FIGURE 5.

RBM4 mediates the exclusion of MCL-1 exon 2 by binding directly to the exonic and intronic CU-rich elements. (A) The diagram presents the sequence of the exonic and downstream intronic CU-rich elements of MCL-1 exon 2. The mutant reporters contained cytosine-to-guanine nucleotide substitutions in the CU1 and CU2 elements. (B) The mock eluate from Ni²⁺-nitrilotriacetic acid-agarose resin or 1 µg of recombinant His-tagged RBM4 protein was incubated with 10 nM DIG-labeled probes. The mixtures were fractionated in 8% native acrylamide gel and transferred to the nylon membrane. The membrane was probed using an HRP-conjugated anti-DIG Fab fragment. (C) MCF-7 cells were mock-transfected or transfected with the FLAG-RBM4 expression plasmid, followed by vehicle or SRPIN340 treatment. The nuclear extracts prepared from the various transfected cells were incubated with the DIG-labeled CU1 and CU2 probes, followed by UV crosslinking.

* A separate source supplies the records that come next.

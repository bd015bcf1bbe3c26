use async_trait::async_trait;
use contracts_proto::wire::pki::{GetCaRequest, GetCaResponse};
use tonic::codec::ProstCodec;
use tonic::codegen::http::uri::PathAndQuery;
use tonic::metadata::AsciiMetadataValue;
use tonic::transport::Channel;

use crate::{PkiApi, RpcError, lazy_channel};

const GET_CA_PATH: &str = "/wirepact.pki.PkiService/GetCA";

/// Client for the `wirepact.pki.PkiService` of a third-party PKI host.
#[derive(Debug, Clone)]
pub struct PkiClient {
    address: String,
    inner: tonic::client::Grpc<Channel>,
}

impl PkiClient {
    pub fn connect(host: &str) -> Result<Self, RpcError> {
        let (address, channel) = lazy_channel(host)?;
        Ok(Self {
            address,
            inner: tonic::client::Grpc::new(channel),
        })
    }

    pub fn address(&self) -> &str {
        &self.address
    }

    /// Builds the `GetCA` request. Without a token (or with an empty one) the
    /// request carries no `authorization` metadata.
    pub fn ca_request(
        bearer_token: Option<&str>,
    ) -> Result<tonic::Request<GetCaRequest>, RpcError> {
        let mut request = tonic::Request::new(GetCaRequest {});
        if let Some(token) = bearer_token.map(str::trim).filter(|token| !token.is_empty()) {
            let value: AsciiMetadataValue = format!("Bearer {token}")
                .parse()
                .map_err(|_| RpcError::InvalidToken)?;
            request.metadata_mut().insert("authorization", value);
        }
        Ok(request)
    }
}

#[async_trait]
impl PkiApi for PkiClient {
    async fn get_ca(&self, bearer_token: Option<&str>) -> Result<Vec<u8>, RpcError> {
        let request = Self::ca_request(bearer_token)?;
        tracing::info!(address = %self.address, "fetching pki ca certificate");

        let mut client = self.inner.clone();
        client.ready().await.map_err(|error| RpcError::Transport {
            message: format!("channel not ready: {error}"),
        })?;
        let response: tonic::Response<GetCaResponse> = client
            .unary(
                request,
                PathAndQuery::from_static(GET_CA_PATH),
                ProstCodec::default(),
            )
            .await
            .inspect_err(|status| {
                tracing::warn!(
                    address = %self.address,
                    code = ?status.code(),
                    message = status.message(),
                    "pki rpc failed"
                );
            })?;
        Ok(response.into_inner().certificate)
    }
}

The reactions were analyzed using an immunoblotting assay with the anti-FLAG M2 antibody. (D) The wild-type MCL-1 minigene and the derived mutants (CU1gg and CU2gg) were cotransfected with the empty vector or FLAG-RBM4 expression vector into MCF-7 cells. The PCR product of spliced transcript of each minigene was analyzed using electrophoresis on a 2% agarose gel.